Video rahasia yang dirilis pada hari Kamis menunjukkan bagaimana dr. Savita Ginde, wakil presiden Planned Parenthood of the Rocky Mountains di Denver, membahas harga sisa-sisa janin yang diaborsi, kata pusat tersebut. Planned Parenthood mengeluarkan pernyataan yang menyebut video tersebut “menyesatkan dan diedit secara menipu”.
Video sebelumnya menunjukkan bagaimana dr. Deborah Nucatola, direktur senior layanan medis Planned Parenthood, menjelaskan teknik memperoleh bagian tubuh janin untuk penelitian. Dia berbicara saat makan siang dengan para aktivis yang menyamar sebagai pembeli potensial sebuah perusahaan biologi manusia.
Planned Parenthood mengatakan mereka mematuhi undang-undang yang memungkinkan penyedia layanan mendapat penggantian biaya pemrosesan jaringan yang disumbangkan oleh perempuan yang pernah melakukan aborsi. Pembayaran yang dikutip oleh pejabat Planned Parenthood di beberapa video berkisar antara $30 hingga $100 per sampel, dan organisasi tersebut kemudian mengkonfirmasi bahwa itu adalah kisaran umum, meskipun tidak ada daftar harga yang ditetapkan.
Dalam gugatannya pada hari Jumat, Federasi Aborsi Nasional menuduh bahwa pusat tersebut menciptakan sebuah perusahaan palsu untuk tampil dalam pertemuan tahunan federasi pada tahun 2014 dan 2015 dan kemudian menerima anggotanya dengan tujuan untuk menjelek-jelekkan para pendukung hak aborsi.
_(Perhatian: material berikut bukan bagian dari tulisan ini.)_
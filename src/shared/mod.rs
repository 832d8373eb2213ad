//! Shared Module
//!
//! This module contains types and data structures that are shared between
//! the server and client halves of the crate. These types are used for
//! serialization and communication over the REST API and the realtime
//! gateway socket.
//!
//! # Overview
//!
//! The shared module provides platform-agnostic types that can be used
//! in both server and client code. All types are designed for JSON
//! serialization and transmission over HTTP and WebSocket frames.

/// Chat message and notification data structures
pub mod messages;

/// Realtime gateway event envelopes
pub mod events;

/// Re-export commonly used types for convenience
pub use messages::{
    ChatMessage, CreateInvitationRequest, DeleteMessageResponse, Invitation, NotificationPayload,
    SendMessageRequest, UpdateMessageRequest,
};
pub use events::{ClientEvent, ServerEvent};
//! The five federation directives: `@key`, `@external`, `@requires`,
//! `@provides`, `@extends`.
//!
//! Each directive comes in two forms: a bound usage for annotating a type or
//! field, and a definition for declaring the directive in a schema. The
//! aggregate accessors return everything sorted by name, so output built from
//! them stays stable no matter the declaration order here.

use apollo_compiler::Name;
use apollo_compiler::Node;
use apollo_compiler::ast::Argument;
use apollo_compiler::ast::Directive;
use apollo_compiler::ast::DirectiveDefinition;
use apollo_compiler::ast::DirectiveLocation;
use apollo_compiler::ast::InputValueDefinition;
use apollo_compiler::ast::Type;
use apollo_compiler::ast::Value;
use apollo_compiler::name;
use itertools::Itertools;

use crate::spec::FIELDSET_SCALAR_NAME;

pub const KEY_DIRECTIVE_NAME: Name = name!("key");
pub const EXTERNAL_DIRECTIVE_NAME: Name = name!("external");
pub const REQUIRES_DIRECTIVE_NAME: Name = name!("requires");
pub const PROVIDES_DIRECTIVE_NAME: Name = name!("provides");
pub const EXTENDS_DIRECTIVE_NAME: Name = name!("extends");
pub const FIELDS_ARGUMENT_NAME: Name = name!("fields");

/// `@key(fields: "...")` usage marking a type as an entity.
pub fn key_directive_usage(fields: &str) -> Directive {
    fields_directive_usage(KEY_DIRECTIVE_NAME, fields)
}

/// `@external` usage marking a field as owned by another subgraph.
pub fn external_directive_usage() -> Directive {
    bare_directive_usage(EXTERNAL_DIRECTIVE_NAME)
}

/// `@requires(fields: "...")` usage.
pub fn requires_directive_usage(fields: &str) -> Directive {
    fields_directive_usage(REQUIRES_DIRECTIVE_NAME, fields)
}

/// `@provides(fields: "...")` usage.
pub fn provides_directive_usage(fields: &str) -> Directive {
    fields_directive_usage(PROVIDES_DIRECTIVE_NAME, fields)
}

/// `@extends` usage marking a type as an extension of another subgraph's type.
pub fn extends_directive_usage() -> Directive {
    bare_directive_usage(EXTENDS_DIRECTIVE_NAME)
}

fn bare_directive_usage(name: Name) -> Directive {
    Directive {
        name,
        arguments: Vec::new(),
    }
}

fn fields_directive_usage(name: Name, fields: &str) -> Directive {
    Directive {
        name,
        arguments: vec![Node::new(Argument {
            name: FIELDS_ARGUMENT_NAME,
            value: Node::new(Value::String(fields.to_owned())),
        })],
    }
}

/// `directive @key(fields: _FieldSet!) on OBJECT | INTERFACE`.
pub fn key_directive_definition() -> Node<DirectiveDefinition> {
    fields_directive_definition(
        KEY_DIRECTIVE_NAME,
        vec![DirectiveLocation::Object, DirectiveLocation::Interface],
    )
}

/// `directive @external on FIELD_DEFINITION`.
pub fn external_directive_definition() -> Node<DirectiveDefinition> {
    bare_directive_definition(
        EXTERNAL_DIRECTIVE_NAME,
        vec![DirectiveLocation::FieldDefinition],
    )
}

/// `directive @requires(fields: _FieldSet!) on FIELD_DEFINITION`.
pub fn requires_directive_definition() -> Node<DirectiveDefinition> {
    fields_directive_definition(
        REQUIRES_DIRECTIVE_NAME,
        vec![DirectiveLocation::FieldDefinition],
    )
}

/// `directive @provides(fields: _FieldSet!) on FIELD_DEFINITION`.
pub fn provides_directive_definition() -> Node<DirectiveDefinition> {
    fields_directive_definition(
        PROVIDES_DIRECTIVE_NAME,
        vec![DirectiveLocation::FieldDefinition],
    )
}

/// `directive @extends on OBJECT | INTERFACE`.
pub fn extends_directive_definition() -> Node<DirectiveDefinition> {
    bare_directive_definition(
        EXTENDS_DIRECTIVE_NAME,
        vec![DirectiveLocation::Object, DirectiveLocation::Interface],
    )
}

fn bare_directive_definition(
    name: Name,
    locations: Vec<DirectiveLocation>,
) -> Node<DirectiveDefinition> {
    Node::new(DirectiveDefinition {
        description: None,
        name,
        arguments: Vec::new(),
        repeatable: false,
        locations,
    })
}

fn fields_directive_definition(
    name: Name,
    locations: Vec<DirectiveLocation>,
) -> Node<DirectiveDefinition> {
    Node::new(DirectiveDefinition {
        description: None,
        name,
        arguments: vec![Node::new(InputValueDefinition {
            description: None,
            name: FIELDS_ARGUMENT_NAME,
            ty: Type::NonNullNamed(FIELDSET_SCALAR_NAME).into(),
            default_value: None,
            directives: Default::default(),
        })],
        repeatable: false,
        locations,
    })
}

/// Names of every federation directive, sorted lexicographically.
pub fn all_directive_names() -> Vec<Name> {
    all_directive_definitions()
        .iter()
        .map(|definition| definition.name.clone())
        .collect()
}

/// One argument-free usage per federation directive, sorted by name.
pub fn all_directive_usages() -> Vec<Directive> {
    all_directive_names()
        .into_iter()
        .map(bare_directive_usage)
        .collect()
}

/// Every federation directive definition, sorted by name.
pub fn all_directive_definitions() -> Vec<Node<DirectiveDefinition>> {
    [
        key_directive_definition(),
        external_directive_definition(),
        requires_directive_definition(),
        provides_directive_definition(),
        extends_directive_definition(),
    ]
    .into_iter()
    .sorted_by(|a, b| a.name.cmp(&b.name))
    .collect()
}

#[cfg(test)]
mod tests {
    use super::*;

    #[test]
    fn aggregates_are_sorted_by_name() {
        let names: Vec<_> = all_directive_names()
            .iter()
            .map(|name| name.to_string())
            .collect();
        assert_eq!(
            names,
            vec!["extends", "external", "key", "provides", "requires"]
        );
        let definition_names: Vec<_> = all_directive_definitions()
            .iter()
            .map(|definition| definition.name.to_string())
            .collect();
        assert_eq!(definition_names, names);
        let usage_names: Vec<_> = all_directive_usages()
            .iter()
            .map(|usage| usage.name.to_string())
            .collect();
        assert_eq!(usage_names, names);
    }

    #[test]
    fn key_usage_binds_the_fields_argument() {
        assert_eq!(
            key_directive_usage("id organization { id }").to_string(),
            r#"@key(fields: "id organization { id }")"#
        );
    }

    #[test]
    fn field_level_directives_declare_field_definition_location() {
        for definition in [
            external_directive_definition(),
            requires_directive_definition(),
            provides_directive_definition(),
        ] {
            assert_eq!(definition.locations, vec![DirectiveLocation::FieldDefinition]);
        }
    }

    #[test]
    fn type_level_directives_declare_object_and_interface_locations() {
        for definition in [key_directive_definition(), extends_directive_definition()] {
            assert_eq!(
                definition.locations,
                vec![DirectiveLocation::Object, DirectiveLocation::Interface]
            );
        }
    }

    #[test]
    fn fields_arguments_are_non_null_fieldset() {
        let definition = requires_directive_definition();
        let fields = definition.arguments.first().expect("fields argument");
        assert_eq!(fields.ty.to_string(), "_FieldSet!");
    }

    #[test]
    fn definitions_render_as_sdl_declarations() {
        assert_eq!(
            key_directive_definition().to_string(),
            "directive @key(fields: _FieldSet!) on OBJECT | INTERFACE"
        );
        assert_eq!(
            external_directive_definition().to_string(),
            "directive @external on FIELD_DEFINITION"
        );
    }
}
Gugatan tersebut meminta perintah penahanan sementara yang melarang dikeluarkannya rekaman video atau audio, tanggal pertemuan federasi di masa depan, serta nama dan alamat anggotanya.
Pengadilan California minggu ini mengeluarkan perintah penahanan sementara yang mencegah Center for Medical Progress merilis video eksekutif StemExpress, sebuah perusahaan California yang menyediakan jaringan janin kepada para peneliti.
Dalam salah satu video yang ditayangkan sebelumnya, seorang wanita yang diidentifikasi sebagai mantan phlebotomist StemExpress menjelaskan cara mengambil darah dan membedah janin yang mati.